Here is a basic class for implementing an ordered dictionary. It starts with an inner class for representing a key-value pair. The class stores the (key, value) pairs in an array, and also maintains a dict for fast lookup of the keys. The array serves to store the order in which the items were inserted. We want our ordered_dict to work as much as possible like a standard dict.

class ordered_dict:
    class _item:
        def __init__(self, key, value):
            self.k = key
            self.v = value

    def __init__(self):
        self.d = {}
        self.a = []

    def _find(self, key):
        for i in self.a:
            if i.k == key: return i
        return None

    def __setitem__(self, key, value):
        if key in self.d:
            item = self._find(key)
            item.v = value
        else:
            self.d[key] = value
            self.a.append(ordered_dict._item(key, value))

    def __getitem__(self, key):
        return self.d[key]

Let us see how to use this class.

d = ordered_dict()
d['jim'] = 4
d['cat'] = 'fink'
d['dog'] = 'dink'
d['joe'] = 1
print d
# <odict.ordered_dict instance at 0x7fbe502c2368>

3. Improving String Representation

We don’t like the string representation of the class – it is a default representation of an object in python. Let us improve it to look just like dict. We do that by defining the __str__() method.

class ordered_dict:
...
    def __str__(self):
        s = ''
        for i in self.a:
            if s: s += ', '
            if isinstance(i.v, (int, long, float)):
                v = str(i.v)
            else:
                v = "'" + str(i.v) + "'"
            s += "'" + str(i.k) + "'" + ': ' + v
        return '{' + s + '}'

Now we get a nice representation similar to dict.

print d
# {'jim': 4, 'cat': 'fink', 'dog': 'dink', 'joe': 1}

4. Adding Iteration

The main purpose of our ordered dict class is to be able to fetch items in the same order as inserted. For this, we need to add iteration to our class. We do this by defining an inner class (called _iter) which handles the iteration using the array member.

class ordered_dict:
...
    class _iter:
        def __init__(self, arr):
            self.a = arr
            self.c = 0;

        def next(self):
            i = self.c
            if i >= len(self.a):
                raise StopIteration
            self.c += 1
            return self.a[i].k
...
    def __iter__(self):
        return ordered_dict._iter(self.a)

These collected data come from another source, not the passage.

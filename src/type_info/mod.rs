//! Structural type introspection handed to plugins.
//!
//! A plugin's `build` receives a [`TypeInfoApi`] bound to the program the
//! importer is being compiled in. It can read the exports of project files
//! as serialized [`TypeNode`](crate::types::TypeNode)s and classify them
//! against named type targets without matching on text.
//!
//! ```text
//! plugin.build(id, importer, api)
//!     │
//!     ├─ api.file("./routes/home.ts", base)      ─► FileSnapshot   + File dep
//!     ├─ api.directory(["*.ts"], base, watch)    ─► [FileSnapshot] + Glob dep
//!     └─ api.is_assignable_to(export, "Route")   ─► bool
//!
//! session.consume_dependencies()  ─► drained once per build
//! ```
//!
//! Every path is resolved against an explicit base directory and must stay
//! inside it (see [`crate::path::resolve_within`]).

mod api;
mod serialize;
mod session;

use std::fmt;
use std::path::{Path, PathBuf};

use serde::Serialize;
use thiserror::Error;

pub use api::ProgramTypeInfoApi;
pub use session::{DependencyTracker, SessionFactory, TypeInfoApiSession};

use crate::path::PathError;
use crate::types::{ExportedType, FileSnapshot};

/// Default for [`TypeInfoOptions::max_type_depth`].
pub const DEFAULT_MAX_TYPE_DEPTH: usize = 8;

// =============================================================================
// Errors
// =============================================================================

/// Closed set of TypeInfo failure codes.
#[derive(Debug, Clone, Copy, PartialEq, Eq, Hash, Serialize)]
#[serde(rename_all = "kebab-case")]
pub enum TypeInfoErrorCode {
    /// Empty path, NUL byte, or unusable base directory.
    InvalidInput,
    /// The path resolves outside its base directory.
    PathEscapesBase,
    /// The file exists but is not part of the bound program.
    FileNotInProgram,
    /// No program is bound to this session.
    Unavailable,
}

impl TypeInfoErrorCode {
    /// Wire form of the code.
    pub const fn as_str(self) -> &'static str {
        match self {
            Self::InvalidInput => "invalid-input",
            Self::PathEscapesBase => "path-escapes-base",
            Self::FileNotInProgram => "file-not-in-program",
            Self::Unavailable => "unavailable",
        }
    }
}

impl fmt::Display for TypeInfoErrorCode {
    fn fmt(&self, f: &mut fmt::Formatter<'_>) -> fmt::Result {
        f.write_str(self.as_str())
    }
}

/// A failed TypeInfo call.
#[derive(Debug, Clone, PartialEq, Eq, Error)]
#[error("{code}: {message}")]
pub struct TypeInfoError {
    /// Failure code.
    pub code: TypeInfoErrorCode,
    /// Details.
    pub message: String,
}

impl TypeInfoError {
    /// Create an error.
    pub fn new(code: TypeInfoErrorCode, message: impl Into<String>) -> Self {
        Self {
            code,
            message: message.into(),
        }
    }

    pub(crate) fn unavailable() -> Self {
        Self::new(
            TypeInfoErrorCode::Unavailable,
            "type information is not available to this resolver",
        )
    }
}

impl From<PathError> for TypeInfoError {
    fn from(err: PathError) -> Self {
        let code = match err {
            PathError::InvalidInput(_) => TypeInfoErrorCode::InvalidInput,
            PathError::EscapesBase { .. } => TypeInfoErrorCode::PathEscapesBase,
        };
        Self::new(code, err.to_string())
    }
}

// =============================================================================
// Options
// =============================================================================

/// Options for [`TypeInfoApi::file`].
#[derive(Debug, Clone, PartialEq, Eq)]
pub struct FileOptions {
    /// Directory `relative_path` is resolved against.
    pub base_dir: PathBuf,
}

impl FileOptions {
    /// Resolve against `base_dir`.
    pub fn new(base_dir: impl Into<PathBuf>) -> Self {
        Self {
            base_dir: base_dir.into(),
        }
    }
}

/// Options for [`TypeInfoApi::directory`].
#[derive(Debug, Clone, PartialEq, Eq)]
pub struct DirectoryOptions {
    /// Directory patterns are matched beneath.
    pub base_dir: PathBuf,
    /// Descend into subdirectories.
    pub recursive: bool,
    /// Record a glob dependency per pattern, so new and removed files
    /// invalidate the record.
    pub watch: bool,
}

impl DirectoryOptions {
    /// Non-recursive, unwatched scan of `base_dir`.
    pub fn new(base_dir: impl Into<PathBuf>) -> Self {
        Self {
            base_dir: base_dir.into(),
            recursive: false,
            watch: false,
        }
    }

    /// Set recursion.
    pub fn recursive(mut self, recursive: bool) -> Self {
        self.recursive = recursive;
        self
    }

    /// Set watching.
    pub fn watch(mut self, watch: bool) -> Self {
        self.watch = watch;
        self
    }
}

/// Tuning for program-backed APIs.
#[derive(Debug, Clone, Copy, PartialEq, Eq)]
pub struct TypeInfoOptions {
    /// Nesting depth beyond which structural types become `reference` nodes.
    /// `0` keeps only the exported type itself expanded.
    pub max_type_depth: usize,
}

impl Default for TypeInfoOptions {
    fn default() -> Self {
        Self {
            max_type_depth: DEFAULT_MAX_TYPE_DEPTH,
        }
    }
}

impl TypeInfoOptions {
    /// Set the serialization depth bound.
    pub fn with_max_type_depth(mut self, depth: usize) -> Self {
        self.max_type_depth = depth;
        self
    }
}

// =============================================================================
// TypeInfoApi
// =============================================================================

/// What a plugin may ask about the program it is building for.
pub trait TypeInfoApi: Send + Sync {
    /// Snapshot the exports of one file.
    fn file(&self, relative_path: &str, options: &FileOptions) -> Result<FileSnapshot, TypeInfoError>;

    /// Snapshot every file matching `patterns` beneath `options.base_dir`,
    /// sorted by path. Files that fail are skipped with a session warning.
    /// Returns `[]` when the base directory is empty or unusable.
    fn directory(&self, patterns: &[&str], options: &DirectoryOptions) -> Vec<FileSnapshot>;

    /// Look up a single export. `Ok(None)` when the file has no such export.
    fn resolve_export(
        &self,
        relative_path: &str,
        export_name: &str,
        options: &FileOptions,
    ) -> Result<Option<ExportedType>, TypeInfoError>;

    /// Whether `exported` is assignable to the type target registered as
    /// `target_id`. `false` when either side is unknown.
    fn is_assignable_to(&self, exported: &ExportedType, target_id: &str) -> bool;
}

/// Convenience: base directory of an importer path.
pub fn importer_dir(importer: &str) -> PathBuf {
    Path::new(importer)
        .parent()
        .map(Path::to_path_buf)
        .unwrap_or_default()
}

#[cfg(test)]
mod tests {
    use super::*;

    #[test]
    fn test_path_errors_map_to_codes() {
        let err: TypeInfoError = PathError::InvalidInput("x".into()).into();
        assert_eq!(err.code, TypeInfoErrorCode::InvalidInput);

        let err: TypeInfoError = PathError::EscapesBase {
            path: "/x".into(),
            base: "/b".into(),
        }
        .into();
        assert_eq!(err.code, TypeInfoErrorCode::PathEscapesBase);
        assert!(err.to_string().starts_with("path-escapes-base: "));
    }

    #[test]
    fn test_code_serializes_kebab_case() {
        let json = serde_json::to_string(&TypeInfoErrorCode::FileNotInProgram).unwrap();
        assert_eq!(json, "\"file-not-in-program\"");
    }

    #[test]
    fn test_importer_dir() {
        assert_eq!(importer_dir("/app/src/main.ts"), PathBuf::from("/app/src"));
        assert_eq!(importer_dir(""), PathBuf::new());
    }
}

By comparison, here is what happens with an ordinary dict. As you can see, dict returns items in no particular order.

c = {}
c['jim'] = 4
c['cat'] = 'fink'
c['dog'] = 'dink'
c['joe'] = 1
print c

for i in c:
    print ' ', i
# prints
{'joe': 1, 'jim': 4, 'dog': 'dink', 'cat': 'fink'}
  joe
  jim
  dog
  cat

5. Deleting an Item

Deleting an item needs to be handled specially. Since the items are being maintained in an array as well as an internal dict, we need to delete the item from both.

class ordered_dict:
    def __delitem__(self, key):
        del self.d[key]
        # above stmt raises exception if no key so following code not executed
        a = []
        for i in self.a:
            if i.k != key: a.append(i)
        self.a = a

Checking if it works:

d = ordered_dict()
d['jim'] = 4
d['cat'] = 'fink'
d['dog'] = 'dink'
d['joe'] = 1
print d
del d['joe']
print d
# prints
{'jim': 4, 'cat': 'fink', 'dog': 'dink', 'joe': 1}
{'jim': 4, 'cat': 'fink', 'dog': 'dink'}

6. Delegated Implementations

Let us look into implementing methods for handling len(obj) and key in obj check. These are done using __len__() and __contains__() respectively, and is quite simple – just delegate to the underlying dict.

class ordered_dict:
...
    def __contains__(self, key):
        return dict.__contains__(self.d, key)

    def __iter__(self):
        return ordered_dict._iter(self.a)

    def __len__(self):
        return len(self.d)
...

And of course, verify that it works as normal.

d = ordered_dict()
d['jim'] = 4
d['cat'] = 'fink'
d['dog'] = 'dink'
d['joe'] = 1
print d, 'has', len(d), 'items.'
print 'does d have "joe"?', 'joe' in d
print 'does d have "jack"?', 'jack' in d

Conclusion

In this article, we learnt some special methods in python and how to use these to enhance your class to behave in an idiomatic way in python.